→ **TASK DETAILS**:
Give back exactly the lines spanning from the one containing "callers never retry." to the final line of the records below, and no others.

→ **SUPPLIED DATA**:
=== Begin Enclosure ===

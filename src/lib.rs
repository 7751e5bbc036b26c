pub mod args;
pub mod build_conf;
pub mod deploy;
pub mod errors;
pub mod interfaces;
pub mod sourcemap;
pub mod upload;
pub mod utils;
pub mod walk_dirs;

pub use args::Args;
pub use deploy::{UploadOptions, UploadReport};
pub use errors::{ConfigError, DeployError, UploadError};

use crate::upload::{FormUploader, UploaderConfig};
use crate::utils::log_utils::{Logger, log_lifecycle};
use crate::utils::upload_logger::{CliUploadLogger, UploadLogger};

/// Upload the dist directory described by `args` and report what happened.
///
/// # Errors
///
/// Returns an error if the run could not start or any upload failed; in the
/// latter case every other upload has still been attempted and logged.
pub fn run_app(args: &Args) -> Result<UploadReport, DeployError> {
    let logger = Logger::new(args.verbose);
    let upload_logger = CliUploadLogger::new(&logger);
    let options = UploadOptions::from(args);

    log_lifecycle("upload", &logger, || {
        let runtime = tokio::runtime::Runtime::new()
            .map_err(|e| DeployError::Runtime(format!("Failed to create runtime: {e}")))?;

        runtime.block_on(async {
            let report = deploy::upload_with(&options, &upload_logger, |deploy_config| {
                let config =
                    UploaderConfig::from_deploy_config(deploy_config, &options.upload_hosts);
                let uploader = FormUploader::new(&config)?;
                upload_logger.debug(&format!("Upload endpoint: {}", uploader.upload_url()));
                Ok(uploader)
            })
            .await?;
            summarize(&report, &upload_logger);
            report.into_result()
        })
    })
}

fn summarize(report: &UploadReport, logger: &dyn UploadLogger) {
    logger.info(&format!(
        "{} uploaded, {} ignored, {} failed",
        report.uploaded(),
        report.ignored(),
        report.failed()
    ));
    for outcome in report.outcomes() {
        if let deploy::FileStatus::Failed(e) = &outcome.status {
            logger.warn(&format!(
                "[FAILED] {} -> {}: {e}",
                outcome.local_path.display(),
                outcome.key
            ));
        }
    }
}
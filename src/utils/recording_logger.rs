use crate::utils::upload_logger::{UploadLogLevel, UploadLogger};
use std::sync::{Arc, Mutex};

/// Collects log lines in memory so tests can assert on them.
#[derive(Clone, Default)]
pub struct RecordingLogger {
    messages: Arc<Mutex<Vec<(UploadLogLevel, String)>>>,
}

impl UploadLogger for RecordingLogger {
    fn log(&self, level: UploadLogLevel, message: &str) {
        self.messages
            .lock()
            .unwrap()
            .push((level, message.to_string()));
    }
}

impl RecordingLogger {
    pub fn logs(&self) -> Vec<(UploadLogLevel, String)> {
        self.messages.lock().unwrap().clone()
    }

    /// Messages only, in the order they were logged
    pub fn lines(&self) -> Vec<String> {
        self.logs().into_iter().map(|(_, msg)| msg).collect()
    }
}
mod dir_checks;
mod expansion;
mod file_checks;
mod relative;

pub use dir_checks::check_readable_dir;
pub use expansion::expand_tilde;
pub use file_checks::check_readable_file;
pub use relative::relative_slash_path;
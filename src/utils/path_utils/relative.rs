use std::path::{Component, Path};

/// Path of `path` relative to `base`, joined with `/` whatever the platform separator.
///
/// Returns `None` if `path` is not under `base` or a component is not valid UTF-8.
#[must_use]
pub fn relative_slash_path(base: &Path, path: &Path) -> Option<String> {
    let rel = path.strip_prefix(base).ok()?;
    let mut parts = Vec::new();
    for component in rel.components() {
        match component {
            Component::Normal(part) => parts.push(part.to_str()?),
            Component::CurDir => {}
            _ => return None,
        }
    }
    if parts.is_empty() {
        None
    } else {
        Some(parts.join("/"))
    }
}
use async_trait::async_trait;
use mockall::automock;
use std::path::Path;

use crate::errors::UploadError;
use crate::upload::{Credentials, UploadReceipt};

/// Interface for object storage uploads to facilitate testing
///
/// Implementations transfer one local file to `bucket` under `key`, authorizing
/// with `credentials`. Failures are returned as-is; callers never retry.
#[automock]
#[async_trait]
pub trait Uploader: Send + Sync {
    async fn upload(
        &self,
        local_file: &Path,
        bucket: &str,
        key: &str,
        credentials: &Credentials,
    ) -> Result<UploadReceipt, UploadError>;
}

=== End Enclosure ===

→ **RESPONSE BELOW**:
/// with `credentials`. Failures are returned as-is; callers never retry.
#[automock]
#[async_trait]
pub trait Uploader: Send + Sync {
    async fn upload(
        &self,
        local_file: &Path,
        bucket: &str,
        key: &str,
        credentials: &Credentials,
    ) -> Result<UploadReceipt, UploadError>;
}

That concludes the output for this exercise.